Education has been a key part of the Pryor Mountain Wild Mustang Center since its early days. As part of this, one of the Center’s traditions has been to accompany local students on field trips to see the wild horses. The Lovell ones typically start with us giving an in-class presentation on the herd followed by an actual trip to the wild horse range. Today, we had a beautiful day for a trip out there; and my mom and I worked together to talk about the horses we saw.
We spent most of our time with Blizzard’s harem out on Mustang Flats. This harem actually allowed for some interesting lessons on the behavior of wild horses. This spring, Blizzard has taken Seattle’s harem while also losing his mare Strawberry and her colt foal (Kokopelli). Thus, at this time, Blizzard has a pretty good sized harem.
We walked out a little closer so that everyone could see better without bothering the horses.
We also set up our spotting scope so that everyone can take turns viewing the horses. In this case, Sacajawea’s colt foal was the most-viewed of the horses.

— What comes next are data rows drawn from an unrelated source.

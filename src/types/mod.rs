//! Core types and identifiers for the scheduler
//!
//! This module contains the fundamental types, identifiers, bundled reference
//! constants and configuration structures used throughout the pipeline.
//!
//! # Overview
//!
//! - **Identifiers**: zero-padded sequence identifiers for slots, appointments and patients
//! - **Enums**: closed enumerations for status, rebooking tier, sex and distribution shape
//! - **Constants**: bundled reference tables and validation limits
//! - **Configuration**: raw and validated scheduler configuration with CLI support
//!
//! # Usage Example
//!
//! ```rust
//! use medscheduler::types::*;
//!
//! let config = SchedulerConfig {
//!     fill_rate: 0.8,
//!     booking_horizon: 45,
//!     ..Default::default()
//! };
//! let validated = config.validate().unwrap();
//! assert_eq!(validated.rebook_category, RebookCategory::Med);
//!
//! let id = SlotId::from_sequence(7, pad_width(1_000));
//! assert_eq!(id.as_str(), "0007");
//! ```

pub mod config;
pub mod constants;
pub mod enums;
pub mod identifiers;

// Re-export all public types for convenience
pub use config::*;
pub use constants::validate_defaults;
pub use enums::*;
pub use identifiers::*;
//! Appointment booking, outcomes, timing and rebooking
//!
//! - **LeadTimeDistribution**: days between booking and appointment, fitted to a median
//! - **Appointment**: one row of the appointment table, plus the finalize helper
//! - **AppointmentGenerator**: books slots and draws outcomes
//! - **PunctualityModel**: check-in, start and end times of attended appointments
//! - **Rebooking**: successors for cancelled and missed appointments

pub mod appointment;
pub mod generator;
pub mod lead_time;
pub mod punctuality;
pub mod rebooking;

pub use appointment::*;
pub use generator::*;
pub use lead_time::*;
pub use punctuality::*;
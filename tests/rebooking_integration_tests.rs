//! Rebooking behaviour seen through the finished appointment table

use medscheduler::{
    Appointment, AppointmentId, AppointmentScheduler, AppointmentStatus, RebookCategory, SchedulerConfig,
};
use std::collections::{BTreeMap, BTreeSet};

fn scheduler(category: &str, seed: u64) -> AppointmentScheduler {
    let mut scheduler = AppointmentScheduler::new(SchedulerConfig {
        date_ranges: vec![("2024-01-01".into(), "2024-06-30".into())],
        ref_date: "2024-06-01".into(),
        rebook_category: category.to_string(),
        seed: Some(seed),
        ..Default::default()
    })
    .unwrap();
    scheduler.generate().unwrap();
    scheduler
}

fn by_id(appointments: &[Appointment]) -> BTreeMap<AppointmentId, &Appointment> {
    appointments.iter().map(|a| (a.appointment_id.clone(), a)).collect()
}

/// Failed originals that the pipeline did not rebook
fn without_successor(appointments: &[Appointment], n: usize) -> Vec<Appointment> {
    let rebooked: BTreeSet<&AppointmentId> =
        appointments.iter().filter_map(|a| a.rebooked_from.as_ref()).collect();
    appointments
        .iter()
        .filter(|a| a.status.is_rebookable() && a.rebook_iteration == 0)
        .filter(|a| !rebooked.contains(&a.appointment_id))
        .take(n)
        .cloned()
        .collect()
}

#[test]
fn test_rebook_depth_per_category() {
    for category in [RebookCategory::Min, RebookCategory::Med, RebookCategory::Max] {
        let scheduler = scheduler(&category.to_string(), 42);
        let appointments = scheduler.appointments();
        let deepest = appointments.iter().map(|a| a.rebook_iteration).max().unwrap_or(0);

        assert!(deepest >= 1, "{category} produced no rebookings");
        assert!(deepest <= category.max_iterations(), "{category} reached depth {deepest}");
    }
}

#[test]
fn test_more_intense_categories_rebook_more() {
    let share = |category: &str| {
        let stats = scheduler(category, 17).statistics();
        stats.rebooked_percentage()
    };
    assert!(share("min") < share("max"));
}

#[test]
fn test_lineage_points_backwards_to_failed_rows() {
    let scheduler = scheduler("max", 5);
    let appointments = scheduler.appointments();
    let index = by_id(appointments);

    for successor in appointments.iter().filter(|a| a.rebook_iteration > 0) {
        let origin_id = successor.rebooked_from.as_ref().expect("successor without origin");
        let origin = index[origin_id];

        assert!(origin.status.is_rebookable());
        assert_eq!(successor.rebook_iteration, origin.rebook_iteration + 1);
        assert_eq!(successor.scheduling_date, origin.appointment_date);
        assert!(successor.appointment_date > origin.appointment_date);
        assert!(successor.appointment_id > origin.appointment_id);

        // The same person comes back
        assert_eq!(successor.patient_id, origin.patient_id);
        assert_eq!(successor.is_first_attendance, origin.is_first_attendance);
    }

    for original in appointments.iter().filter(|a| a.rebook_iteration == 0) {
        assert!(original.rebooked_from.is_none());
    }
}

#[test]
fn test_rebook_selected_appointments() {
    let mut scheduler = scheduler("max", 9);
    let before = scheduler.appointments().len();
    let candidates = without_successor(scheduler.appointments(), 40);
    assert!(!candidates.is_empty());

    let new_rows = scheduler.rebook_appointments(&candidates).unwrap();
    assert!(!new_rows.is_empty());
    assert!(new_rows.len() <= candidates.len() * RebookCategory::Max.max_iterations() as usize);

    let appointments = scheduler.appointments();
    assert_eq!(appointments.len(), before + new_rows.len());
    for (i, a) in appointments.iter().enumerate() {
        assert_eq!(a.appointment_id.sequence(), Some(i + 1));
    }

    let index = by_id(appointments);
    for row in &new_rows {
        assert!(row.rebook_iteration >= 1);
        let origin = index[row.rebooked_from.as_ref().unwrap()];
        assert_eq!(row.patient_id, origin.patient_id);
        assert!(index.contains_key(&row.appointment_id));
    }

    // Patients survive a targeted rebooking
    assert!(!scheduler.patients().is_empty());
}

#[test]
fn test_rebook_rejects_bad_candidates() {
    let mut scheduler = scheduler("med", 10);
    let before = scheduler.appointments().to_vec();

    let attended: Vec<Appointment> = before
        .iter()
        .filter(|a| !a.status.is_rebookable())
        .take(2)
        .cloned()
        .collect();
    assert!(scheduler.rebook_appointments(&attended).unwrap_err().is_value_error());

    let mut stranger = before
        .iter()
        .find(|a| a.status.is_rebookable())
        .cloned()
        .unwrap();
    stranger.appointment_id = AppointmentId::from_raw("no-such-appointment");
    assert!(scheduler.rebook_appointments(&[stranger]).unwrap_err().is_value_error());

    assert!(scheduler.rebook_appointments(&[]).unwrap_err().is_value_error());
    assert_eq!(scheduler.appointments(), &before[..]);
}

#[test]
fn test_rebooking_twice_adds_no_second_successor() {
    let mut scheduler = scheduler("max", 12);
    let candidates = without_successor(scheduler.appointments(), 30);
    assert!(!candidates.is_empty());

    let first = scheduler.rebook_appointments(&candidates).unwrap();
    assert!(!first.is_empty());
    let after_first = scheduler.appointments().to_vec();

    // Identifiers were renumbered, so look the originals up again by slot
    let slots: BTreeSet<_> = candidates.iter().map(|a| a.slot_id.clone()).collect();
    let again: Vec<Appointment> = after_first
        .iter()
        .filter(|a| slots.contains(&a.slot_id) && a.rebook_iteration == 0)
        .cloned()
        .collect();
    assert_eq!(again.len(), candidates.len());

    assert!(scheduler.rebook_appointments(&again).unwrap().is_empty());
    assert_eq!(scheduler.appointments(), &after_first[..]);

    // Every failed row has at most one successor
    let mut successors: BTreeMap<&AppointmentId, usize> = BTreeMap::new();
    for origin in after_first.iter().filter_map(|a| a.rebooked_from.as_ref()) {
        *successors.entry(origin).or_default() += 1;
    }
    assert!(successors.values().all(|&n| n == 1));
}

#[test]
fn test_rebook_reads_status_from_the_table() {
    let mut scheduler = scheduler("max", 13);
    let before = scheduler.appointments().to_vec();
    let mut attended = before
        .iter()
        .find(|a| a.status == AppointmentStatus::Attended)
        .cloned()
        .unwrap();
    // A stale copy claiming a failure does not override the table
    attended.status = AppointmentStatus::Cancelled;

    assert!(scheduler.rebook_appointments(&[attended]).unwrap_err().is_value_error());
    assert_eq!(scheduler.appointments(), &before[..]);
}

#[test]
fn test_rebook_before_slots_is_an_error() {
    let mut scheduler = AppointmentScheduler::new(SchedulerConfig {
        date_ranges: vec![("2024-01-01".into(), "2024-03-31".into())],
        ref_date: "2024-03-01".into(),
        ..Default::default()
    })
    .unwrap();
    assert!(scheduler.rebook_appointments(&[]).unwrap_err().is_value_error());
}
//! Patient demographics
//!
//! - **AgeSexTable**: reference age-band by sex weights and age-group binning
//! - **PatientGenerator**: synthesizes patients and links them to appointments
//! - **Custom columns**: categorical columns added after generation

pub mod age_table;
pub mod custom_columns;
pub mod generator;

pub use age_table::*;
pub use custom_columns::*;
pub use generator::*;
//! Reference data used to seed configuration defaults
//!
//! - **ReferenceDataProvider**: source of status rates, calendar weights, the age/sex
//!   table and the first-attendance ratio
//! - **BundledReferenceData** / **CsvReferenceData**: compiled-in and file-based sources
//! - **ReferenceDefaults**: per-table resolution with fallback to the bundled tables
//!
//! ```rust
//! use medscheduler::reference::{BundledReferenceData, ReferenceDefaults};
//! use medscheduler::types::SchedulerConfig;
//!
//! let defaults = ReferenceDefaults::resolve(&BundledReferenceData);
//! let mut config = SchedulerConfig::default();
//! defaults.apply_to(&mut config);
//! assert!(config.validate().is_ok());
//! ```

pub mod helpers;
pub mod provider;

pub use helpers::*;
pub use provider::*;
//! CSV export and import of the three tables
//!
//! Slots go through their serde representation and appointments through
//! [`AppointmentRow`]; time columns are written as `HH:MM:SS` and dates as
//! `YYYY-MM-DD`. Patients are written record by
//! record because their augmented columns are only known at runtime.
//!
//! Readers check the header row first: a file missing a required column is a value
//! error, raised before any row is parsed.

use csv::StringRecord;
use std::collections::BTreeMap;
use std::fs::{self, File};
use std::io::{BufWriter, Read, Write};
use std::path::Path;
use tracing::info;

use crate::appointments::{Appointment, AppointmentRow, APPOINTMENT_COLUMNS};
use crate::calendar::Slot;
use crate::patients::{Patient, PATIENT_COLUMNS};
use crate::simulation::{SchedulerError, SchedulerResult};
use crate::types::PatientId;

/// Columns of the slot table, in export order
pub const SLOT_COLUMNS: [&str; 4] = ["slot_id", "appointment_date", "appointment_time", "is_available"];

/// File names used by [`write_all`]
pub const SLOTS_FILE: &str = "slots.csv";
/// Appointment table file name
pub const APPOINTMENTS_FILE: &str = "appointments.csv";
/// Patient table file name
pub const PATIENTS_FILE: &str = "patients.csv";

fn require_columns(table: &str, headers: &StringRecord, required: &[&str]) -> SchedulerResult<()> {
    let missing: Vec<&str> = required
        .iter()
        .copied()
        .filter(|column| !headers.iter().any(|h| h == *column))
        .collect();
    if missing.is_empty() {
        Ok(())
    } else {
        Err(SchedulerError::value_error(format!(
            "{table} table is missing required columns: {}",
            missing.join(", ")
        )))
    }
}

fn write_serialized<T: serde::Serialize, W: Write>(writer: W, rows: &[T], columns: &[&str]) -> SchedulerResult<()> {
    let mut csv_writer = csv::Writer::from_writer(writer);
    if rows.is_empty() {
        // headers normally come from the first serialized row
        csv_writer.write_record(columns)?;
    }
    for row in rows {
        csv_writer.serialize(row)?;
    }
    csv_writer.flush()?;
    Ok(())
}

/// Write the slot table
pub fn write_slots<W: Write>(writer: W, slots: &[Slot]) -> SchedulerResult<()> {
    write_serialized(writer, slots, &SLOT_COLUMNS)
}

/// Write the appointment table
pub fn write_appointments<W: Write>(writer: W, appointments: &[Appointment]) -> SchedulerResult<()> {
    let rows: Vec<AppointmentRow> = appointments.iter().map(AppointmentRow::from).collect();
    write_serialized(writer, &rows, &APPOINTMENT_COLUMNS)
}

/// Write the patient table, built-in columns first, then custom columns by name
pub fn write_patients<W: Write>(writer: W, patients: &[Patient]) -> SchedulerResult<()> {
    let custom: Vec<&str> = patients
        .first()
        .map(|p| p.custom.keys().map(String::as_str).collect())
        .unwrap_or_default();
    let mut csv_writer = csv::Writer::from_writer(writer);
    csv_writer.write_record(PATIENT_COLUMNS.iter().copied().chain(custom.iter().copied()))?;
    for p in patients {
        let mut record = vec![
            p.patient_id.to_string(),
            p.sex.to_string(),
            p.dob.format("%Y-%m-%d").to_string(),
            p.age.to_string(),
            p.age_group.clone(),
        ];
        record.extend(custom.iter().map(|c| p.custom.get(*c).cloned().unwrap_or_default()));
        csv_writer.write_record(&record)?;
    }
    csv_writer.flush()?;
    Ok(())
}

/// Read a slot table
pub fn read_slots<R: Read>(reader: R) -> SchedulerResult<Vec<Slot>> {
    let mut csv_reader = csv::Reader::from_reader(reader);
    require_columns("Slot", csv_reader.headers()?, &SLOT_COLUMNS)?;
    csv_reader
        .deserialize()
        .map(|row| row.map_err(SchedulerError::from))
        .collect()
}

/// Read an appointment table
pub fn read_appointments<R: Read>(reader: R) -> SchedulerResult<Vec<Appointment>> {
    let mut csv_reader = csv::Reader::from_reader(reader);
    require_columns("Appointment", csv_reader.headers()?, &APPOINTMENT_COLUMNS)?;
    csv_reader
        .deserialize::<AppointmentRow>()
        .map(|row| row.map(Appointment::from).map_err(SchedulerError::from))
        .collect()
}

/// Read a patient table; columns beyond the built-in ones become custom columns
pub fn read_patients<R: Read>(reader: R) -> SchedulerResult<Vec<Patient>> {
    let mut csv_reader = csv::Reader::from_reader(reader);
    let headers = csv_reader.headers()?.clone();
    require_columns("Patient", &headers, &PATIENT_COLUMNS)?;
    let index = |name: &str| headers.iter().position(|h| h == name);
    let [Some(id), Some(sex), Some(dob), Some(age), Some(group)] = PATIENT_COLUMNS.map(index) else {
        return Err(SchedulerError::value_error("Patient table header is malformed"));
    };
    let custom: Vec<(usize, String)> = headers
        .iter()
        .enumerate()
        .filter(|(_, h)| !PATIENT_COLUMNS.contains(h))
        .map(|(i, h)| (i, h.to_string()))
        .collect();

    let mut patients = Vec::new();
    for (line, record) in csv_reader.records().enumerate() {
        let record = record?;
        let field = |i: usize| record.get(i).unwrap_or("");
        let bad = |column: &str| {
            SchedulerError::value_error(format!(
                "Patient row {} has an invalid {column} '{}'",
                line + 1,
                field(index(column).unwrap_or(0))
            ))
        };
        patients.push(Patient {
            patient_id: PatientId::from_raw(field(id)),
            sex: field(sex).parse().map_err(|_| bad("sex"))?,
            dob: chrono::NaiveDate::parse_from_str(field(dob), "%Y-%m-%d").map_err(|_| bad("dob"))?,
            age: field(age).parse().map_err(|_| bad("age"))?,
            age_group: field(group).to_string(),
            custom: custom
                .iter()
                .map(|(i, name)| (name.clone(), field(*i).to_string()))
                .collect::<BTreeMap<_, _>>(),
        });
    }
    Ok(patients)
}

fn create(path: &Path) -> SchedulerResult<BufWriter<File>> {
    Ok(BufWriter::new(File::create(path)?))
}

/// Write all three tables into `dir`, creating it if needed
pub fn write_all<P: AsRef<Path>>(
    dir: P,
    slots: &[Slot],
    appointments: &[Appointment],
    patients: &[Patient],
) -> SchedulerResult<()> {
    let dir = dir.as_ref();
    fs::create_dir_all(dir)?;
    write_slots(create(&dir.join(SLOTS_FILE))?, slots)?;
    write_appointments(create(&dir.join(APPOINTMENTS_FILE))?, appointments)?;
    write_patients(create(&dir.join(PATIENTS_FILE))?, patients)?;
    info!(
        dir = %dir.display(),
        slots = slots.len(),
        appointments = appointments.len(),
        patients = patients.len(),
        "Wrote CSV tables"
    );
    Ok(())
}
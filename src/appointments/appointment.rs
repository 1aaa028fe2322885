//! Appointment record and table finalization
//!
//! Visit timing is kept as full timestamps so late slots can run past midnight.
//! [`AppointmentRow`] is the flat `HH:MM:SS` form written to and read from CSV.

use chrono::{Duration, NaiveDate, NaiveDateTime, NaiveTime};
use serde::{Deserialize, Serialize};
use std::collections::{BTreeMap, BTreeSet};

use crate::simulation::{SchedulerError, SchedulerResult};
use crate::types::{pad_width, AppointmentId, AppointmentStatus, PatientId, Sex, SlotId};

/// Columns every appointment table must carry
pub const APPOINTMENT_COLUMNS: [&str; 19] = [
    "appointment_id",
    "slot_id",
    "scheduling_date",
    "scheduling_interval",
    "appointment_date",
    "appointment_time",
    "status",
    "check_in_time",
    "start_time",
    "end_time",
    "appointment_duration",
    "waiting_time",
    "rebook_iteration",
    "rebooked_from",
    "patient_id",
    "sex",
    "age",
    "age_group",
    "is_first_attendance",
];

/// One scheduled encounter.
///
/// Timing fields are present only for attended appointments; patient fields are
/// filled once patients have been linked.
#[derive(Debug, Clone, PartialEq, Serialize, Deserialize)]
pub struct Appointment {
    /// Zero-padded sequence identifier, chronological after finalization
    pub appointment_id: AppointmentId,
    /// Slot consumed by this appointment
    pub slot_id: SlotId,
    /// Day the booking was made
    pub scheduling_date: NaiveDate,
    /// Days between booking and appointment
    pub scheduling_interval: u32,
    /// Slot date
    pub appointment_date: NaiveDate,
    /// Slot start time
    pub appointment_time: NaiveTime,
    /// Outcome, or `scheduled` for future rows
    pub status: AppointmentStatus,
    /// Patient arrival
    pub check_in_time: Option<NaiveDateTime>,
    /// Consultation start, the later of slot time and arrival
    pub start_time: Option<NaiveDateTime>,
    /// Consultation end
    pub end_time: Option<NaiveDateTime>,
    /// Minutes
    pub appointment_duration: Option<u32>,
    /// Minutes between check-in and start
    pub waiting_time: Option<u32>,
    /// 0 for originals, one more per rebooking hop
    pub rebook_iteration: u32,
    /// Appointment this one was rebooked from
    pub rebooked_from: Option<AppointmentId>,
    /// Linked patient
    pub patient_id: Option<PatientId>,
    /// Patient sex
    pub sex: Option<Sex>,
    /// Patient age at the reference date
    pub age: Option<u32>,
    /// Patient age band label
    pub age_group: Option<String>,
    /// Whether this is the patient's first attendance
    pub is_first_attendance: Option<bool>,
}

impl Appointment {
    /// Appointment start as a timestamp
    pub fn datetime(&self) -> NaiveDateTime {
        self.appointment_date.and_time(self.appointment_time)
    }

    /// Whether the row carries a full, consistent set of timing fields
    pub fn has_timing(&self) -> bool {
        self.check_in_time.is_some()
            && self.start_time.is_some()
            && self.end_time.is_some()
            && self.appointment_duration.is_some()
            && self.waiting_time.is_some()
    }

    /// Drop timing fields
    pub fn clear_timing(&mut self) {
        self.check_in_time = None;
        self.start_time = None;
        self.end_time = None;
        self.appointment_duration = None;
        self.waiting_time = None;
    }

    /// Minutes between slot time and arrival (negative = early)
    pub fn check_in_offset_minutes(&self) -> Option<f64> {
        self.check_in_time
            .map(|check_in| (check_in - self.datetime()).num_seconds() as f64 / 60.0)
    }

    /// Drop patient fields
    pub fn clear_patient(&mut self) {
        self.patient_id = None;
        self.sex = None;
        self.age = None;
        self.age_group = None;
        self.is_first_attendance = None;
    }
}

/// Render a time of day as `HH:MM:SS`
pub fn format_hms(time: NaiveTime) -> String {
    time.format("%H:%M:%S").to_string()
}

/// Parse an `HH:MM:SS` time of day
pub fn parse_hms(text: &str) -> SchedulerResult<NaiveTime> {
    NaiveTime::parse_from_str(text.trim(), "%H:%M:%S")
        .map_err(|_| SchedulerError::value_error(format!("Invalid HH:MM:SS time '{text}'")))
}

/// Flat CSV form of an [`Appointment`]: timing columns are `HH:MM:SS` times of day.
#[derive(Debug, Clone, PartialEq, Serialize, Deserialize)]
pub struct AppointmentRow {
    /// See [`Appointment::appointment_id`]
    pub appointment_id: AppointmentId,
    /// See [`Appointment::slot_id`]
    pub slot_id: SlotId,
    /// See [`Appointment::scheduling_date`]
    pub scheduling_date: NaiveDate,
    /// See [`Appointment::scheduling_interval`]
    pub scheduling_interval: u32,
    /// See [`Appointment::appointment_date`]
    pub appointment_date: NaiveDate,
    /// See [`Appointment::appointment_time`]
    pub appointment_time: NaiveTime,
    /// See [`Appointment::status`]
    pub status: AppointmentStatus,
    /// Arrival time of day
    pub check_in_time: Option<NaiveTime>,
    /// Start time of day
    pub start_time: Option<NaiveTime>,
    /// End time of day
    pub end_time: Option<NaiveTime>,
    /// See [`Appointment::appointment_duration`]
    pub appointment_duration: Option<u32>,
    /// See [`Appointment::waiting_time`]
    pub waiting_time: Option<u32>,
    /// See [`Appointment::rebook_iteration`]
    pub rebook_iteration: u32,
    /// See [`Appointment::rebooked_from`]
    pub rebooked_from: Option<AppointmentId>,
    /// See [`Appointment::patient_id`]
    pub patient_id: Option<PatientId>,
    /// See [`Appointment::sex`]
    pub sex: Option<Sex>,
    /// See [`Appointment::age`]
    pub age: Option<u32>,
    /// See [`Appointment::age_group`]
    pub age_group: Option<String>,
    /// See [`Appointment::is_first_attendance`]
    pub is_first_attendance: Option<bool>,
}

/// First instant at or after `anchor` whose time of day is `time`
fn on_or_after(anchor: NaiveDateTime, time: NaiveTime) -> NaiveDateTime {
    let same_day = anchor.date().and_time(time);
    if same_day >= anchor {
        same_day
    } else {
        same_day + Duration::days(1)
    }
}

/// Instant with time of day `time` closest to `anchor`
fn nearest(anchor: NaiveDateTime, time: NaiveTime) -> NaiveDateTime {
    let same_day = anchor.date().and_time(time);
    [same_day - Duration::days(1), same_day, same_day + Duration::days(1)]
        .into_iter()
        .min_by_key(|candidate| (*candidate - anchor).num_seconds().abs())
        .unwrap_or(same_day)
}

impl From<&Appointment> for AppointmentRow {
    fn from(a: &Appointment) -> Self {
        Self {
            appointment_id: a.appointment_id.clone(),
            slot_id: a.slot_id.clone(),
            scheduling_date: a.scheduling_date,
            scheduling_interval: a.scheduling_interval,
            appointment_date: a.appointment_date,
            appointment_time: a.appointment_time,
            status: a.status,
            check_in_time: a.check_in_time.map(|t| t.time()),
            start_time: a.start_time.map(|t| t.time()),
            end_time: a.end_time.map(|t| t.time()),
            appointment_duration: a.appointment_duration,
            waiting_time: a.waiting_time,
            rebook_iteration: a.rebook_iteration,
            rebooked_from: a.rebooked_from.clone(),
            patient_id: a.patient_id.clone(),
            sex: a.sex,
            age: a.age,
            age_group: a.age_group.clone(),
            is_first_attendance: a.is_first_attendance,
        }
    }
}

impl From<AppointmentRow> for Appointment {
    /// Times of day are placed back on the calendar: check-in on the day nearest the
    /// slot, start at or after the slot, end at or after the start.
    fn from(row: AppointmentRow) -> Self {
        let slot = row.appointment_date.and_time(row.appointment_time);
        let check_in_time = row.check_in_time.map(|t| nearest(slot, t));
        let start_time = row.start_time.map(|t| on_or_after(slot, t));
        let end_time = row
            .end_time
            .map(|t| on_or_after(start_time.unwrap_or(slot), t));
        Self {
            appointment_id: row.appointment_id,
            slot_id: row.slot_id,
            scheduling_date: row.scheduling_date,
            scheduling_interval: row.scheduling_interval,
            appointment_date: row.appointment_date,
            appointment_time: row.appointment_time,
            status: row.status,
            check_in_time,
            start_time,
            end_time,
            appointment_duration: row.appointment_duration,
            waiting_time: row.waiting_time,
            rebook_iteration: row.rebook_iteration,
            rebooked_from: row.rebooked_from,
            patient_id: row.patient_id,
            sex: row.sex,
            age: row.age,
            age_group: row.age_group,
            is_first_attendance: row.is_first_attendance,
        }
    }
}

/// Sort the table chronologically and renumber it.
///
/// Rows are ordered by appointment date and time (rebook depth breaks ties), given
/// fresh zero-padded identifiers, and `rebooked_from` references are rewritten to the
/// new identifiers. A reference to an unknown appointment is a value error; the table
/// is left untouched in that case.
pub fn finalize_appointments(appointments: &mut Vec<Appointment>) -> SchedulerResult<()> {
    let known: BTreeSet<&AppointmentId> = appointments.iter().map(|a| &a.appointment_id).collect();
    if known.len() != appointments.len() {
        return Err(SchedulerError::value_error("appointment table has duplicate identifiers"));
    }
    if let Some(orphan) = appointments
        .iter()
        .filter_map(|a| a.rebooked_from.as_ref())
        .find(|origin| !known.contains(origin))
    {
        return Err(SchedulerError::value_error(format!(
            "appointment table references unknown origin appointment '{orphan}'"
        )));
    }

    appointments.sort_by(|a, b| {
        (a.appointment_date, a.appointment_time, a.rebook_iteration, &a.slot_id).cmp(&(
            b.appointment_date,
            b.appointment_time,
            b.rebook_iteration,
            &b.slot_id,
        ))
    });

    let width = pad_width(appointments.len());
    let mut renamed = BTreeMap::new();
    for (i, appointment) in appointments.iter_mut().enumerate() {
        let new_id = AppointmentId::from_sequence(i + 1, width);
        let old_id = std::mem::replace(&mut appointment.appointment_id, new_id.clone());
        renamed.insert(old_id, new_id);
    }
    for appointment in appointments.iter_mut() {
        if let Some(origin) = appointment.rebooked_from.take() {
            appointment.rebooked_from = renamed.get(&origin).cloned();
        }
    }
    Ok(())
}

All the while, the students were able to learn more about the horses by actually spending time with them. For example, they were able to see Beauty acting as a lead mare while learning a little bit about her history. They also saw the two yearling colts playing together. Perhaps the most interesting thing to see was that there is some apparent conflict between Seattle’s former harem and Sacajawea. In the above photograph, you can see how Sacajawea and her foal are on the left while Seattle’s former harem is on the right. Blizzard is in the very middle. Though we didn’t see it today, it hasn’t been uncommon to find these two distinct groups on different sides of Mustang Flats while Blizzard goes back and forth between the two.
This big story with Seattle and Blizzard is still unfolding, and so it will definitely be something that I’ll post more information on as I learn it.